TASK GOAL:
Lines with the word "Deprecated" are the ones wanted. Copy each of them from the entries below.

GIVEN RECORDS:
%%
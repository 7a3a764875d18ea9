//! Core types for flag evaluation.

use std::fmt;

use serde::{Deserialize, Serialize};

/// Execution mode a flag's gate is defined against.
#[derive(Debug, Clone, Copy, PartialEq, Eq, Hash, Serialize, Deserialize)]
#[serde(rename_all = "lowercase")]
pub enum Mode {
    Development,
    Demo,
    Live,
}

impl Mode {
    pub fn as_str(&self) -> &'static str {
        match self {
            Mode::Development => "development",
            Mode::Demo => "demo",
            Mode::Live => "live",
        }
    }

    /// Parse from string (case-insensitive). Accepts the short forms
    /// `dev` and `prod` as well.
    pub fn parse(value: &str) -> Option<Self> {
        match value.trim().to_ascii_lowercase().as_str() {
            "development" | "dev" => Some(Mode::Development),
            "demo" => Some(Mode::Demo),
            "live" | "prod" | "production" => Some(Mode::Live),
            _ => None,
        }
    }

    pub fn all() -> [Self; 3] {
        [Mode::Development, Mode::Demo, Mode::Live]
    }
}

impl fmt::Display for Mode {
    fn fmt(&self, f: &mut fmt::Formatter<'_>) -> fmt::Result {
        f.write_str(self.as_str())
    }
}

/// The acting user's privilege level. Roles are open-ended strings owned by
/// the session layer; the flag system only compares them for equality.
#[derive(Debug, Clone, PartialEq, Eq, Hash, PartialOrd, Ord, Serialize, Deserialize)]
#[serde(transparent)]
pub struct Role(String);

impl Role {
    pub fn new(name: impl Into<String>) -> Self {
        Self(name.into())
    }

    pub fn as_str(&self) -> &str {
        &self.0
    }
}

impl From<&str> for Role {
    fn from(name: &str) -> Self {
        Self::new(name)
    }
}

impl fmt::Display for Role {
    fn fmt(&self, f: &mut fmt::Formatter<'_>) -> fmt::Result {
        f.write_str(&self.0)
    }
}

/// Where a flag sits in its retirement pipeline.
#[derive(Debug, Clone, Copy, PartialEq, Eq, Hash, Default, Serialize, Deserialize)]
#[serde(rename_all = "kebab-case")]
pub enum LifecycleStage {
    Beta,
    #[default]
    Stable,
    Deprecated,
    PlannedRemoval,
    Legacy,
}

impl LifecycleStage {
    pub fn as_str(&self) -> &'static str {
        match self {
            LifecycleStage::Beta => "beta",
            LifecycleStage::Stable => "stable",
            LifecycleStage::Deprecated => "deprecated",
            LifecycleStage::PlannedRemoval => "planned-removal",
            LifecycleStage::Legacy => "legacy",
        }
    }

    /// Parse the spellings found in registry sources: kebab-case,
    /// snake_case and camelCase are all accepted.
    pub fn parse(value: &str) -> Option<Self> {
        let normalized: String = value
            .trim()
            .chars()
            .filter(|c| *c != '-' && *c != '_')
            .collect::<String>()
            .to_ascii_lowercase();
        match normalized.as_str() {
            "beta" => Some(LifecycleStage::Beta),
            "stable" => Some(LifecycleStage::Stable),
            "deprecated" => Some(LifecycleStage::Deprecated),
            "plannedremoval" => Some(LifecycleStage::PlannedRemoval),
            "legacy" => Some(LifecycleStage::Legacy),
            _ => None,
        }
    }
}

impl fmt::Display for LifecycleStage {
    fn fmt(&self, f: &mut fmt::Formatter<'_>) -> fmt::Result {
        f.write_str(self.as_str())
    }
}

/// Per-mode candidacy: whether the flag may be "on" in each mode.
#[derive(Debug, Clone, Copy, PartialEq, Eq, Default, Serialize, Deserialize)]
pub struct ModeGates {
    pub development: bool,
    pub demo: bool,
    pub live: bool,
}

impl ModeGates {
    pub fn new(development: bool, demo: bool, live: bool) -> Self {
        Self {
            development,
            demo,
            live,
        }
    }

    pub fn for_mode(&self, mode: Mode) -> bool {
        match mode {
            Mode::Development => self.development,
            Mode::Demo => self.demo,
            Mode::Live => self.live,
        }
    }
}

/// Configuration of one registered capability.
///
/// Definitions are immutable once the registry is built. The usage counter
/// is kept by [`crate::FlagService`], not here.
#[derive(Debug, Clone, PartialEq, Eq, Default, Serialize, Deserialize)]
pub struct FlagDefinition {
    pub id: String,
    pub mode_gates: ModeGates,
    #[serde(default, skip_serializing_if = "Vec::is_empty")]
    pub required_roles: Vec<Role>,
    #[serde(default)]
    pub lifecycle_stage: LifecycleStage,
    #[serde(default)]
    pub description: String,
    #[serde(default)]
    pub created_at: String,
    /// Raw expiry as written in the registry (`YYYY-MM-DD` or RFC 3339).
    #[serde(default, skip_serializing_if = "Option::is_none")]
    pub expires_at: Option<String>,
    #[serde(default, skip_serializing_if = "Option::is_none")]
    pub replaced_by: Option<String>,
    #[serde(default, skip_serializing_if = "Option::is_none")]
    pub owner: Option<String>,
    #[serde(default)]
    pub force_enabled: bool,
    #[serde(default)]
    pub force_disabled: bool,
}

impl FlagDefinition {
    pub fn owner_or_unknown(&self) -> &str {
        self.owner.as_deref().unwrap_or("unknown")
    }
}

/// What the evaluator knows about the caller.
#[derive(Debug, Clone, PartialEq, Eq)]
pub struct EvaluationContext {
    pub mode: Mode,
    pub role: Option<Role>,
    /// Tracking metadata only; never affects the decision.
    pub screen_name: Option<String>,
}

impl EvaluationContext {
    pub fn new(mode: Mode) -> Self {
        Self {
            mode,
            role: None,
            screen_name: None,
        }
    }

    pub fn with_role(mut self, role: impl Into<Role>) -> Self {
        self.role = Some(role.into());
        self
    }

    pub fn with_screen(mut self, screen_name: impl Into<String>) -> Self {
        self.screen_name = Some(screen_name.into());
        self
    }
}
%%
RESULT FOR THIS EXERCISE:
    Deprecated,
            LifecycleStage::Deprecated => "deprecated",
            "deprecated" => Some(LifecycleStage::Deprecated),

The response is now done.